Crush. The name will forever be etched in Clemson lore, and Hunter Renfrow's name will always be remembered at Clemson.

That’s the name of the play that Clemson ran to perfection early Tuesday morning, with wide receiver Hunter Renfrow rolling out into the flat and catching the game-winning pass from quarterback Deshaun Watson. It came with one second on the clock and propelled Clemson to its second National Championship.

Offensive coordinator Jeff Scott says the play might need to be called Orange Crush.

Clemson trailed Alabama 31-28 late in the fourth quarter of Monday’s College Football Playoff National Championship. With just six seconds left on the clock, the Tigers had a chance to run one play and go for the win. If the play didn’t work, Clemson would have to settle for a chip-shot field goal that would have tied the game and sent it into overtime.

Overtime wasn’t needed.

Co-offensive coordinator Jeff Scott chimed into the coaches’ headsets and called the play that changed Clemson history.

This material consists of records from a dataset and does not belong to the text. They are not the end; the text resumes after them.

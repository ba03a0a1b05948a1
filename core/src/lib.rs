//! # Cyclonite Core
//!
//! Engine-wide utilities shared by the ECS and graphics crates:
//!
//! - [`profiling`] - Tracy instrumentation macros (no-ops unless the
//!   `profiling` feature is enabled)
//! - [`tasks`] - Task graphs with explicit predecessors, executed on a
//!   fixed-size worker pool

pub mod profiling;
pub mod tasks;

pub use tasks::{TaskError, TaskGraph, TaskId, TaskPool, TaskReport};

/// Core library version
pub const VERSION: &str = env!("CARGO_PKG_VERSION");

/// Log the core library version.
pub fn init() {
    log::info!("Cyclonite Core v{} initialized", VERSION);
}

“The last play is a play that’s called Crush,” Scott said. “It’s worked well for us throughout the year. It was a play designed to get the ball out quickly out there in the flat. It’s a safe throw, and if it was incomplete, we were going to kick the field goal. But we were there to win it. We could have played conservative and kicked the field goal, but Coach (Dabo) Swinney wanted to go for the win.”

Renfrow, a former walk-on who earned a scholarship, said the catch was the culmination of an unbelievable journey.

“Yeah, never in a million years would I have thought this. It's been such a journey for me,” Renfrow said. “It's like I got knocked out in the third quarter and this was all a dream. Credit to – I think my faith in God really got me through, just passing up the money to go to App State and come and playing for a guy like Coach Swinney, and a quarterback like Deshaun is pretty special.”

Renfrow did more than just catch the game-winning touchdown – he played every single one of Clemson’s 97 offensive snaps.

“And here is what I am most proud of tonight. Hunter Renfrow didn’t have a backup out there tonight. He played every single snap on offense,” Scott said. “That reminds me of DeAndre Hopkins in his senior year against LSU. He had that great catch on 4th-and-16 and that was play 95 for him. Renfrow played over 90 snaps because his backup was out of the game (Trevion Thompson). All of those other receivers rotated. He was getting tired, and was getting fluids on the sideline. But what better way to finish.”

Scott said the pitch-and-catch between Watson and Renfrow epitomizes what the Clemson program is all about.

“You have two ends of the spectrum. You have a 5-star quarterback coming in, and then you have a guy that was a walk-on. And I think that kind of epitomizes our program,” Scott said. “No matter how highly recruited you are not, you are appreciated, and there is an appreciation for you in this program. And that starts with Coach Swinney.”

Renfrow said he embraces coming through on the big stage.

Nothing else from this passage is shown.